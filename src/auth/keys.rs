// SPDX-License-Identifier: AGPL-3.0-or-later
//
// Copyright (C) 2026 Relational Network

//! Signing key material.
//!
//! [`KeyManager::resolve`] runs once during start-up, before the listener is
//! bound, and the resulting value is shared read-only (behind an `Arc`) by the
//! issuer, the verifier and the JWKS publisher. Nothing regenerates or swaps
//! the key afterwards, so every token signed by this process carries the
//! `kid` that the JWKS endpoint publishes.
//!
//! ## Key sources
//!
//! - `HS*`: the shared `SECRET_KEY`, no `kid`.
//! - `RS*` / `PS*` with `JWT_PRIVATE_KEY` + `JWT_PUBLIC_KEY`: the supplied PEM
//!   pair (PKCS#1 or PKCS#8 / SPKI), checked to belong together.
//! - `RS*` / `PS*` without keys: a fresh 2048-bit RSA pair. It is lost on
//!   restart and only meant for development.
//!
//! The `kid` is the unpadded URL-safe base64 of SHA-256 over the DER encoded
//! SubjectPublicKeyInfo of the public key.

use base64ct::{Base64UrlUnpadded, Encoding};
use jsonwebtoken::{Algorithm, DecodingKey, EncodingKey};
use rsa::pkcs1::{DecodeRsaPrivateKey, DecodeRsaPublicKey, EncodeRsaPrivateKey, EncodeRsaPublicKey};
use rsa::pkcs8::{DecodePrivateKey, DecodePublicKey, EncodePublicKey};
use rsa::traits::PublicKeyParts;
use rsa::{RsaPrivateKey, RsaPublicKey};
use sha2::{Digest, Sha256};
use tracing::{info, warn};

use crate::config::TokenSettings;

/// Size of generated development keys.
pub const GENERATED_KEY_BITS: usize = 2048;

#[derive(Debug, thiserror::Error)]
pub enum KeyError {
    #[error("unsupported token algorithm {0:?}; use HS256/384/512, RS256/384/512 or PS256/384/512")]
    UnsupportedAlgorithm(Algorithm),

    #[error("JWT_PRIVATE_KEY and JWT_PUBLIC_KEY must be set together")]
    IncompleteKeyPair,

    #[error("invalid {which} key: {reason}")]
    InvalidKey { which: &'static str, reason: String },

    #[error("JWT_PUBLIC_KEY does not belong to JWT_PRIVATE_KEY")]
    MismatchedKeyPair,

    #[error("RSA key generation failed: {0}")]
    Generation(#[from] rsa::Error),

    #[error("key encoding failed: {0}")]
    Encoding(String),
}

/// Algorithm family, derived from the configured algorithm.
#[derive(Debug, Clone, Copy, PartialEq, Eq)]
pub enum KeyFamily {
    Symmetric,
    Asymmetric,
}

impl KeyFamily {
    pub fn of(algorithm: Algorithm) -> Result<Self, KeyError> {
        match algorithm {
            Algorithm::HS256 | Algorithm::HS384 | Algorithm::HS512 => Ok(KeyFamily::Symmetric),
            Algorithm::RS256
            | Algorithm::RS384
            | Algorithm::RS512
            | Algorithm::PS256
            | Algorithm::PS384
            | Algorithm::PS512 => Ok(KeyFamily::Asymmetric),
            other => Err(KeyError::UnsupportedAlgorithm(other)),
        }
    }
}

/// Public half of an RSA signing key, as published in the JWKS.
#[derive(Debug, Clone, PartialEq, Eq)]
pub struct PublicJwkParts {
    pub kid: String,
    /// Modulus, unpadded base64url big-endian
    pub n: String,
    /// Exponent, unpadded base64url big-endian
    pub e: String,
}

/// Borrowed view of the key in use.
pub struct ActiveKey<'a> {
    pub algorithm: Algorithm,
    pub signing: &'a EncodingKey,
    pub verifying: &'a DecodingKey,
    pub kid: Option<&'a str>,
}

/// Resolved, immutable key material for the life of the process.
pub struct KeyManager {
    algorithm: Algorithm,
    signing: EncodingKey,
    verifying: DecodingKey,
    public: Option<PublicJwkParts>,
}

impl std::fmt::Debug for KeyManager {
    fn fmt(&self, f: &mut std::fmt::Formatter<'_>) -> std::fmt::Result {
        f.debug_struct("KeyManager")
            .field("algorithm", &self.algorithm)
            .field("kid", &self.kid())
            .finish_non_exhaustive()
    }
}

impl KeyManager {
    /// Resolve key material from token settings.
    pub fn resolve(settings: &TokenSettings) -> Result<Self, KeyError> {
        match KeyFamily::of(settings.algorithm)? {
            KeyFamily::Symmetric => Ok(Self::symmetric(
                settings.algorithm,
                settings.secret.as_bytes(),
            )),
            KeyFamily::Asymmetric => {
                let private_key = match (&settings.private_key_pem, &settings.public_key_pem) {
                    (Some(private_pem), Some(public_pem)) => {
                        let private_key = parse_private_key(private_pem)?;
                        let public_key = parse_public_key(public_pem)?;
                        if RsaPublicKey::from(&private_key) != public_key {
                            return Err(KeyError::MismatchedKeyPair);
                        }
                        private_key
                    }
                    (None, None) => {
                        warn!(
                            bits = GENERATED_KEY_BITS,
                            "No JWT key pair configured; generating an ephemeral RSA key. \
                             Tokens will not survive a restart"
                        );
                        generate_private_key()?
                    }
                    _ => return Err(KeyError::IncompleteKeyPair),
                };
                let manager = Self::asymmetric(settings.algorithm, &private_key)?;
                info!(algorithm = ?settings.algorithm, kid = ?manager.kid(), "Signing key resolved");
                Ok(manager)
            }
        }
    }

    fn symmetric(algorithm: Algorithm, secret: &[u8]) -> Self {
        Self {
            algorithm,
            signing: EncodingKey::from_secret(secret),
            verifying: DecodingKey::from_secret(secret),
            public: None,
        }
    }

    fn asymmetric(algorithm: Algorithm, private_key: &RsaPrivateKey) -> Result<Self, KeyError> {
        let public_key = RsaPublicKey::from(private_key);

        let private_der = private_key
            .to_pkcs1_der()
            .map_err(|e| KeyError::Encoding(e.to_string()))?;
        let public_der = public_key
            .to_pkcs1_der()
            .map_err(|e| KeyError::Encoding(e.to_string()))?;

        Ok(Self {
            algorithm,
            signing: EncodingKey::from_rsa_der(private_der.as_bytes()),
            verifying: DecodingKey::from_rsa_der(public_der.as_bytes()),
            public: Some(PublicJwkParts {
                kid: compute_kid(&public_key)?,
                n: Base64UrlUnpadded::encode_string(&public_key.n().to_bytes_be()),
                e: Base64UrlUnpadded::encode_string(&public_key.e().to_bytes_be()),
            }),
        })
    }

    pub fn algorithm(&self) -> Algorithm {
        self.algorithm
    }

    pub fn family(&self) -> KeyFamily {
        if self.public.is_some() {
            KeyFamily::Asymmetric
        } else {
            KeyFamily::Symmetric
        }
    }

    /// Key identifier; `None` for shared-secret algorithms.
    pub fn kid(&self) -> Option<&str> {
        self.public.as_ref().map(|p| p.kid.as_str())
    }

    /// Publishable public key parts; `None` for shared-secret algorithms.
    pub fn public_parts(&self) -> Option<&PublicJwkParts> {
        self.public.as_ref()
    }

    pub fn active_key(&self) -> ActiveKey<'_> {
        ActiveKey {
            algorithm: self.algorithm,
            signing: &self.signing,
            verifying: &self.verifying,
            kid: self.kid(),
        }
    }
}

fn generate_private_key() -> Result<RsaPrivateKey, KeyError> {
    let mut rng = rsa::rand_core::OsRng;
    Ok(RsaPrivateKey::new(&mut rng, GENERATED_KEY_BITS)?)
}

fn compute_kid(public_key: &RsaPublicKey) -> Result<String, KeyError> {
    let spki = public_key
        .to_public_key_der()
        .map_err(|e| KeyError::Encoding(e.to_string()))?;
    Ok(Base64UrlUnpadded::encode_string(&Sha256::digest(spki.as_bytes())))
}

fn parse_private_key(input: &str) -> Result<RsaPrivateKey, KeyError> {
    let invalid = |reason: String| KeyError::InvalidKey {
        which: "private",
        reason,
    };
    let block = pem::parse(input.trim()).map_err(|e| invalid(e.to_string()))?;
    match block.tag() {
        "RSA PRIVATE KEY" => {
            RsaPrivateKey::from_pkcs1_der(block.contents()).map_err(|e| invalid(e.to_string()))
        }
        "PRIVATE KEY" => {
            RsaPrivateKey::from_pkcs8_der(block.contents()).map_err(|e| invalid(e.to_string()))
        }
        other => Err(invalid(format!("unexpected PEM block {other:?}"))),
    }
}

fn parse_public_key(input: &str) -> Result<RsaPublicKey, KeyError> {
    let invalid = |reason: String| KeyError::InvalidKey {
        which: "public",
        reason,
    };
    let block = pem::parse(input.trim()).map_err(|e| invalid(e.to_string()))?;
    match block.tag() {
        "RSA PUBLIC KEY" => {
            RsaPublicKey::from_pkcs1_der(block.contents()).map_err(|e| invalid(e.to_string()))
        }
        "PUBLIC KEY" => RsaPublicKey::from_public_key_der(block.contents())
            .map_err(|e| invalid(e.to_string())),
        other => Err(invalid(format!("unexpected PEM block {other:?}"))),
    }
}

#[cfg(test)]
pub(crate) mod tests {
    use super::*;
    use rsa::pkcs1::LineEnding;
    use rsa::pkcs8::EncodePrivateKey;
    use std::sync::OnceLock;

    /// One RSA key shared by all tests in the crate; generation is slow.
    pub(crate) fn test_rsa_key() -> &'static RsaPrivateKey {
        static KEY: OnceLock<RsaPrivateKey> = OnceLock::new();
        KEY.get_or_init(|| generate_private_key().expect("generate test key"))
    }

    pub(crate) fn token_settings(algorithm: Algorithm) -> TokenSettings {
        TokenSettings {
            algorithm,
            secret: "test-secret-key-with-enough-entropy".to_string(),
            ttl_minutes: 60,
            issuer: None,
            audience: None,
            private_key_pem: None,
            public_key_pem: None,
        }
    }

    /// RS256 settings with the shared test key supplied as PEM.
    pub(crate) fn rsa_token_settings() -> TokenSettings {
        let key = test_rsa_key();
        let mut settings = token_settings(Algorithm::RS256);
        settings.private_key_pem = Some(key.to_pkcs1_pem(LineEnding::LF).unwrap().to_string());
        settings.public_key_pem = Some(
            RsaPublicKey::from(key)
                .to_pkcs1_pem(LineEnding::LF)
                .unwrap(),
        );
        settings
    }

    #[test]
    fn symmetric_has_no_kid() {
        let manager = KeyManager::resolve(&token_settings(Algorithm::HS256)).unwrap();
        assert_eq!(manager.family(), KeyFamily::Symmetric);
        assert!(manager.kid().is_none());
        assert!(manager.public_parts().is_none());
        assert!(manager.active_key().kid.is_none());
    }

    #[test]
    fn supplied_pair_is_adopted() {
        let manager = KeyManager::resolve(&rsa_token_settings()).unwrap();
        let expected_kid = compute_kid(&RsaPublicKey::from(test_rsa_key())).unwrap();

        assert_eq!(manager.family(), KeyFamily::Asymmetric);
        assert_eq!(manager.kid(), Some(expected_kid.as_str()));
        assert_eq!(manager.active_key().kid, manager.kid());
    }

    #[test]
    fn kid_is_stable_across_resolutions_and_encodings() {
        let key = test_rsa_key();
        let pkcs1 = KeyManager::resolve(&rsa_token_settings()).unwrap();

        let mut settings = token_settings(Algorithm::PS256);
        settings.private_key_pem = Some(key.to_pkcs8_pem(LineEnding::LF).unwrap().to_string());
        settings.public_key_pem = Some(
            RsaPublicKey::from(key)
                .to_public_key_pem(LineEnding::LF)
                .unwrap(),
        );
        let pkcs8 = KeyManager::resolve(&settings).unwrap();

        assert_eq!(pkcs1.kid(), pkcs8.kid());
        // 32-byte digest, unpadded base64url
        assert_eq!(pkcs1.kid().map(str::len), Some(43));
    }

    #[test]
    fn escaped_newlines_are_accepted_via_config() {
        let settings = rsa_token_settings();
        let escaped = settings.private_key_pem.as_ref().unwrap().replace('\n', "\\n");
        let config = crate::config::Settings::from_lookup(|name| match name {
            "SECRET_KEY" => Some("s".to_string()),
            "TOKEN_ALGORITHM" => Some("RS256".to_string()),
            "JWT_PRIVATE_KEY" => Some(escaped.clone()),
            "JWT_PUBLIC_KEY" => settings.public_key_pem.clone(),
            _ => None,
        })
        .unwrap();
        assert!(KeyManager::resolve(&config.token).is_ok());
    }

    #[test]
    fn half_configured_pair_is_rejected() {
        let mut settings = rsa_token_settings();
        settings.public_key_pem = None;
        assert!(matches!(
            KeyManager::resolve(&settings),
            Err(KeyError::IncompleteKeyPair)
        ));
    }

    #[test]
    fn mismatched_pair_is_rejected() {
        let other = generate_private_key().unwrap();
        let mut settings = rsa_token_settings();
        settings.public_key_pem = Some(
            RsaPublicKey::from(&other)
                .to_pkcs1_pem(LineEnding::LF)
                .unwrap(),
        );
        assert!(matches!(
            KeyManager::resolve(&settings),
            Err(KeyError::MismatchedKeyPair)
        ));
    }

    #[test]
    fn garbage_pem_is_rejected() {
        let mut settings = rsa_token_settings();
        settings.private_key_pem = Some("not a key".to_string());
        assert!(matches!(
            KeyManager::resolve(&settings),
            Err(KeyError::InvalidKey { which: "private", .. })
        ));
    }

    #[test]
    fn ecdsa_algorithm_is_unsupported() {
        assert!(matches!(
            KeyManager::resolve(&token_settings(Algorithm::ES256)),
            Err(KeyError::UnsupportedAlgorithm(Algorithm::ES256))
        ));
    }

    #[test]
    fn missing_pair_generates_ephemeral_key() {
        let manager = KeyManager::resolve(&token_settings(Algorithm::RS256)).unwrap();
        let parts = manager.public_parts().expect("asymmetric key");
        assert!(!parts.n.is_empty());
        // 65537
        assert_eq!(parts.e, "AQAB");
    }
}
========
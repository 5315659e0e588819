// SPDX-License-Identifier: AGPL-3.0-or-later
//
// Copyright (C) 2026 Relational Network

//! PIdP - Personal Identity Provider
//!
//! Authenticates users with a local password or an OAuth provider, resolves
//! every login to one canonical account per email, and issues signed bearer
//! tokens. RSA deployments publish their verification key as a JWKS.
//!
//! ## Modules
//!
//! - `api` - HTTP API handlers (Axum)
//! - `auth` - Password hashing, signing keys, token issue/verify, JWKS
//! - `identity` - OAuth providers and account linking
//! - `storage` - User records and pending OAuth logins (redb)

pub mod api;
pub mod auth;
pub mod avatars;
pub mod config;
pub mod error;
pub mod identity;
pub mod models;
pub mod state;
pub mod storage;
========
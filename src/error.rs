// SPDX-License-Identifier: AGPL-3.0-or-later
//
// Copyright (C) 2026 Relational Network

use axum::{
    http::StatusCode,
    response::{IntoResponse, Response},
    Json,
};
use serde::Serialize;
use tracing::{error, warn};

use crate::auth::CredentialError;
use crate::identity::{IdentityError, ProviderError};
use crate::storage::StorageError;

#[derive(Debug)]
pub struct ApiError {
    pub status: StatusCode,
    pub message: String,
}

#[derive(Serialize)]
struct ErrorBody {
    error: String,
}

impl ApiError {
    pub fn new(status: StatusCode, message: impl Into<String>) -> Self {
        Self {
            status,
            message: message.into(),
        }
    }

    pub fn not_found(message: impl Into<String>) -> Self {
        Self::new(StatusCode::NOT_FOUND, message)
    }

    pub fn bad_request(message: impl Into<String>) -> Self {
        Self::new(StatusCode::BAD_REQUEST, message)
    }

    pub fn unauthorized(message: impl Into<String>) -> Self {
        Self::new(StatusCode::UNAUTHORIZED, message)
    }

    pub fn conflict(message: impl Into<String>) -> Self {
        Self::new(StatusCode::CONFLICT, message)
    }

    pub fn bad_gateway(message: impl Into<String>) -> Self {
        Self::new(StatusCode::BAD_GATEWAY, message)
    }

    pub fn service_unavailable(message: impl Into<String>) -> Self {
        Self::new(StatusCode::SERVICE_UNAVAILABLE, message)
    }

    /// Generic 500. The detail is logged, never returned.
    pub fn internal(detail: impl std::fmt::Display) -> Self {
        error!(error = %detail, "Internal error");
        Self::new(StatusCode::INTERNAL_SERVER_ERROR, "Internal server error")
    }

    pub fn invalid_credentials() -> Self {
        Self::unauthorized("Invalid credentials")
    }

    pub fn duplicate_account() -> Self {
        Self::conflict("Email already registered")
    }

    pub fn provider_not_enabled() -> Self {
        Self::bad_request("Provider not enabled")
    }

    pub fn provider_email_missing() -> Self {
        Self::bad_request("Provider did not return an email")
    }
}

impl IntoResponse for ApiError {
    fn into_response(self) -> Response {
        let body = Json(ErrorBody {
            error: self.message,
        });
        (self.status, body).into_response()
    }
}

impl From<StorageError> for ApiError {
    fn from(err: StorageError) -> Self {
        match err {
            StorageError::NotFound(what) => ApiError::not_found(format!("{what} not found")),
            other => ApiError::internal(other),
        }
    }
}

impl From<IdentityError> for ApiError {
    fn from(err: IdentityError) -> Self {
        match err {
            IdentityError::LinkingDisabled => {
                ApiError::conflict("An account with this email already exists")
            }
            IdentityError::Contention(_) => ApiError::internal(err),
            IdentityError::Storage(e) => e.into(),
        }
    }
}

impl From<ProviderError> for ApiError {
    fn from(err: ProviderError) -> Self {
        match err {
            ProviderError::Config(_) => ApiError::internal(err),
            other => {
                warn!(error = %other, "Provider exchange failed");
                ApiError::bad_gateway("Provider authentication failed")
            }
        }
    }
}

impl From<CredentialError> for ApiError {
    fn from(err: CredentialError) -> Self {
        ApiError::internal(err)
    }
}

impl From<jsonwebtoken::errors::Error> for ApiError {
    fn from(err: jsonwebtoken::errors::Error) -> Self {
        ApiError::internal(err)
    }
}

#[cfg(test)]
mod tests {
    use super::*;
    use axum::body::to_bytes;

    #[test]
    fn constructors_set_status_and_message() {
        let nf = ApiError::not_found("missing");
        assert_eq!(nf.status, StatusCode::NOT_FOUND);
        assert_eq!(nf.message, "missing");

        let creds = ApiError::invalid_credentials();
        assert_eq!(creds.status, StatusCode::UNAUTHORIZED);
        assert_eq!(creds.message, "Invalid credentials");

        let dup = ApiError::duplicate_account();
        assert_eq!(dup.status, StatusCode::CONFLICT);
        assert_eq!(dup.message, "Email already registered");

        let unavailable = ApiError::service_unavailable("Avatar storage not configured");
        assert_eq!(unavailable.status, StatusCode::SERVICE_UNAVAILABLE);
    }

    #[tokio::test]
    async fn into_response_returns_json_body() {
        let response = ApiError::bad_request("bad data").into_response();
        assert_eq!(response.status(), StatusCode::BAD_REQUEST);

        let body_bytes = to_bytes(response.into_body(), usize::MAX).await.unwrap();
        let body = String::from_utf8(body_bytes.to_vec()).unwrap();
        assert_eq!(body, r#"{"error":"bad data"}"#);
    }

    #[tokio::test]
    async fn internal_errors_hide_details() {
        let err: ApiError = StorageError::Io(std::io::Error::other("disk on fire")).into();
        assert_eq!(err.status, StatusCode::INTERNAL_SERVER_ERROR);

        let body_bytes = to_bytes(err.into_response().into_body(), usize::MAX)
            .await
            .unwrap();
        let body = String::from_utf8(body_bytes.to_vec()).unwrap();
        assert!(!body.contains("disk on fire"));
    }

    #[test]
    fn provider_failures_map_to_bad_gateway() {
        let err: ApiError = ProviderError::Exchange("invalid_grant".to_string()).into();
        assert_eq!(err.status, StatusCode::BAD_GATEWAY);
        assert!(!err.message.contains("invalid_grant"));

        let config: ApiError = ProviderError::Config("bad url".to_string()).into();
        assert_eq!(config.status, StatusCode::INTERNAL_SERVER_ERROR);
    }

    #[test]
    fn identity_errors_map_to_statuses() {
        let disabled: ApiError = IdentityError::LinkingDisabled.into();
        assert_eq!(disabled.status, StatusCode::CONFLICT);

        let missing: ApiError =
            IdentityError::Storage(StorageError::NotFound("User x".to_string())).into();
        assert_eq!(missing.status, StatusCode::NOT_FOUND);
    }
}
========
### What to do
Give only the lines from the one holding "if RsaPublicKey::from(&private_key) != public_key" through the one holding "(None, None) =>", each restated exactly as it appears above.

### Reply
                        if RsaPublicKey::from(&private_key) != public_key {
                            return Err(KeyError::MismatchedKeyPair);
                        }
                        private_key
                    }
                    (None, None) => {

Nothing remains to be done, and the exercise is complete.